The article that I will be talking about today is How the Economist presidential forecast works by G. Elliott Morris. I have always wanted to know more about how American Presidential forecasts work, and how reliable they are. This is my attempt to try and understand it. Note that the authors have developed a code for their statistical algorithm, that they have posted here.

## Poll position

How does one predict who will win the Presidential election? Simple. Randomly select a group of people from amongst the population, and note their voting preferences. If this selection process is unbiased and selects a large enough group of people, you should have a good indicator of who will win. Right? Unfortunately, this is not the full picture.

The time at which this poll is conducted is of great importance. At the beginning of the election year, a lot of people are undecided. “I don’t want to choose between two bad options, I’d rather go for a third party”. However, as the elections loom closer, people often return to their inherent preferences for either the Democrats or the Republicans. Hence, polls conducted at the beginning of the year are much less accurate than polls conducted right before the elections. For example, even as late as June 1988, George HW Bush was trailing by 12 percentage points in polling averages to his contender. He went on to win by 8 points just five months later. Of course, national polls taken close to the election can also be unreliable. Hillary Clinton was leading by 8 percentage points over Donald Trump as late is October 2016. She won the popular vote by only 2 points (and of course lost the election). For a fascination explanation of the electoral college, and how a candidate can lose the election despite winning the popular vote, watch this.

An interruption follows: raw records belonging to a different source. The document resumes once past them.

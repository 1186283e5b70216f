#![deny(missing_docs)]

//! Core library for the FDA decision-summary pipeline: Extractor, Validator, Embedder, and
//! Summarizer composed into one per-document workflow.

/// HTTP routing and REST handlers.
pub mod api;
/// Environment-driven configuration management.
pub mod config;
/// Embedding client abstraction and adapters.
pub mod embedding;
/// Text extraction through external converters.
pub mod extraction;
/// Structured logging and tracing setup.
pub mod logging;
/// Pipeline metrics helpers.
pub mod metrics;
/// Document pipeline orchestration and shared types.
pub mod processing;
/// One-time setup and environment checks.
pub mod setup;
/// Local and remote summarization strategies.
pub mod summarization;
/// Word, sentence, and normalization helpers.
pub mod text;
/// QA and template conformance checks.
pub mod validation;
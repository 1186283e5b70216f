//! Document pipeline: ingestion types, embedding chunking, and stage orchestration.

pub mod chunking;
mod service;
pub mod types;

pub use chunking::ChunkingError;
pub use service::{Pipeline, PipelineApi};
pub use types::{
    BatchEntry, Document, DocumentInfo, DocumentReport, ExtractedText, HealthReport, Page,
    PipelineError, SourceKind, Stage,
};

So if national polls are not completely reliable (at least the ones conducted in the early stages), how can one predict the election? A lot of things like market stability, global business, and even the stability of foreign governments rides on being able to predict the American Presidential election successfully. Hence, political theorists have put a lot of thought into it. It tuns out that there are some “fundamentals” that predict the election outcome better than polls. The “fundamentals” that we are concerned with here are the state of the economy, the state of the country, etc. One such model that uses “fundamentals” is “Time for Change”, developed by the political scientist Alan Abramowitz. It predicts the election outcome by using the GDP growth, net approval rating, and whether the incumbent is running for re-election. The error margins for this model have historically been comparable to those of polls taken late in the election season, and in 1992 it did a better job of predicting the election than national polls.

## Something simple, please

To develop a prediction model using “fundamentals”, we have to choose the factors that are important in determining the election outcome. In selecting these factors using the given data, we might select factors that “seem” important, given the limited data, but do not really matter in predicting elections. This fallacy is known as **overfitting**, and can introduce substantial error into our predictions. To mitigate this problem, we borrow two techniques from machine learning- “elastic-net regularization” and “leave-one-out cross-validation”. It is heartening to see that although statistics heralded the machine learning revolution, new insights into how machines learn have also started changing the world of statistics.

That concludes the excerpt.